Customer Data Platforms

You Don’t Have to Replace Your CDP System – You Have to Fill the Gaps

Today’s CDPs struggle to meet the time and availability thresholds organizations need to utilize their data, resulting in lost opportunities and revenue. 

67 percent of respondents have onboarded a Customer Data Platform (CDP), yet only 17% have reported high utilization of them. 

Gartner

Here are some of the most common gaps that we hear from organizations when it comes to their CDP systems:

Data Gaps

Gaps in data can largely be attributed to tagging and inaccuracy. CDP vendors are heavily reliant on tagging, complex data models, and change management processes that result in an exorbitant amount of time maintaining the system. 

These tag management systems require custom tagging, with no out-of-the-box data models or data signals to leverage. When they break, the data isn’t collected at all, which is a major problem. 

Wouldn’t you rather use the data than wrestle to get it? And when you do, not worry about its accuracy? 

Digital Identity Gaps

Organizations work with flawed identity solutions that provide broken identities and disjointed consumer profiles. 

If you can’t connect the dots of a single consumer’s activity across all interactions with your brand, that’s considered an identity gap.

Problems solving for anonymous, data loss from cookie deprecation or disparate systems, and the inability to build proper customer profiles indicate you have digital identity gaps. 

Connectivity Gaps

Marketers and data scientists have more data at their fingertips than ever before, and it’s growing exponentially. But the best data in the world is useless if you can’t connect it to the systems that can actually action on it. 

These gaps can manifest in many ways, but the most common are: 

  • Live-time Activation: This refers to the challenges and limitations of integrating data sources into the CDP. With these gaps, you’ll find your platform’s ability to collect, unify and actually use your customer data hindered. 
  • Compliance: Integrating sensitive data from different sources into a CDP requires robust compliance and adherence to ever-changing regulations. Gaps will occur when data transfers are affected by security vulnerabilities.
  • Data Silos: This refers to the incomplete or fragmented customer profiles that result from data sources or types not integrating properly into the CDP. 

It’s crucial that the data you capture must be sent to activation and decisioning systems within milliseconds, enabling customization while the visitor is still on your site.
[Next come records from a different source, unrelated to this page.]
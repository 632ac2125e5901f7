//! Fixtures shared by the predict tests.

use chrono::{DateTime, Duration, Utc};

use crate::predict::error::PredictError;
use crate::predict::propagation::{MeanElements, Propagator, StateVector};
use crate::predict::types::{OrbitalElements, PropagationSample};
use crate::predict::GroundObserver;

pub const ISS_NAME: &str = "ISS (ZARYA)";
pub const ISS_LINE1: &str = "1 25544U 98067A   20194.88612269 -.00002218  00000-0 -31515-4 0  9992";
pub const ISS_LINE2: &str = "2 25544  51.6461 221.2784 0001413  89.1723 280.4612 15.49507896236008";

pub const POLAR_NAME: &str = "POLAR LEO";
pub const POLAR_LINE1: &str = "1 28654U 05018A   20194.50000000  .00000050  00000-0  50000-4 0  9994";
pub const POLAR_LINE2: &str = "2 28654  99.0500 200.0000 0014000 100.0000 260.0000 14.12500000 78543";

pub fn iss() -> OrbitalElements {
    OrbitalElements::from_tle(Some(ISS_NAME.into()), ISS_LINE1, ISS_LINE2).unwrap()
}

pub fn polar() -> OrbitalElements {
    OrbitalElements::from_tle(Some(POLAR_NAME.into()), POLAR_LINE1, POLAR_LINE2).unwrap()
}

/// Elevation profile replayed sample by sample. Entry `i` answers for
/// `start + i * step`; `None` entries and instants past the end are
/// unavailable. The sub-satellite point of sample `i` is `(i, -i)`.
/// Ids in `rejected_ids` fail to parse, ids in `panic_ids` panic in `parse`.
#[derive(Debug, Clone)]
pub struct CannedElevations {
    pub start: DateTime<Utc>,
    pub step: Duration,
    pub elevations: Vec<Option<f64>>,
    pub mean: Option<MeanElements>,
    pub rejected_ids: Vec<u64>,
    pub panic_ids: Vec<u64>,
}

impl CannedElevations {
    pub fn new(start: DateTime<Utc>, step: Duration, elevations: Vec<Option<f64>>) -> Self {
        Self {
            start,
            step,
            elevations,
            mean: None,
            rejected_ids: Vec::new(),
            panic_ids: Vec::new(),
        }
    }

    pub fn index_of(&self, instant: DateTime<Utc>) -> Option<usize> {
        let offset = (instant - self.start).num_milliseconds();
        let step = self.step.num_milliseconds();
        if offset < 0 || offset % step != 0 {
            return None;
        }
        usize::try_from(offset / step).ok()
    }
}

impl Propagator for CannedElevations {
    type Model = ();

    fn parse(&self, elements: &OrbitalElements) -> Result<(), PredictError> {
        if self.panic_ids.contains(&elements.norad_id) {
            panic!("canned propagator refuses {}", elements.name);
        }
        if self.rejected_ids.contains(&elements.norad_id) {
            return Err(PredictError::invalid_elements(&elements.name, "rejected"));
        }
        Ok(())
    }

    fn mean_elements(&self, _model: &()) -> MeanElements {
        self.mean.unwrap_or(MeanElements {
            inclination_rad: 0.0,
            raan_rad: 0.0,
            eccentricity: 0.0,
            arg_of_perigee_rad: 0.0,
            mean_anomaly_rad: 0.0,
            mean_motion_rad_per_min: 0.06,
            semi_major_axis_er: 1.1,
            revolution_number: 0,
            epoch: self.start,
        })
    }

    fn state(&self, _model: &(), _instant: DateTime<Utc>) -> Option<StateVector> {
        None
    }

    fn sample(
        &self,
        _model: &(),
        _observer: &GroundObserver,
        instant: DateTime<Utc>,
    ) -> Option<PropagationSample> {
        let index = self.index_of(instant)?;
        let elevation_deg = (*self.elevations.get(index)?)?;
        Some(PropagationSample {
            instant,
            elevation_deg,
            latitude_deg: index as f64,
            longitude_deg: -(index as f64),
            altitude_km: 500.0,
        })
    }
}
But most CDP solutions take hours, or even days, to land the data into downstream systems for activation. 

Connectivity gaps all have one thing in common: they prevent companies from using their data to its full potential.

Is my CDP really working for me? 

With all these gaps in place, it’s important to ask yourself if your CDP is bringing you any value.

The promise of the CDP is lacking in two very key areas: the ability to provide data to use in the moment and the ability to solve for digital identity in a way that is usable in the channel in live-time. 

Building another warehouse of data that is reliant upon poor quality data sources to feed it in the first place is just exacerbating the problem you already have.

If you’re concerned about the limitations of your CDP system, take a close look at your gaps and determine for yourself if your CDP system is working for you. 

Tiffany Staples

Tiffany Staples

Tiffany Staples is the VP of Marketing at Celebrus. She is a skilled CMO and marketing change agent, building dream teams and modifying trajectories. She has extensive corporate and entrepreneurial experience, specializing in connecting businesses and consumers with the right mix of innovative digital and traditional strategies. She is based… More »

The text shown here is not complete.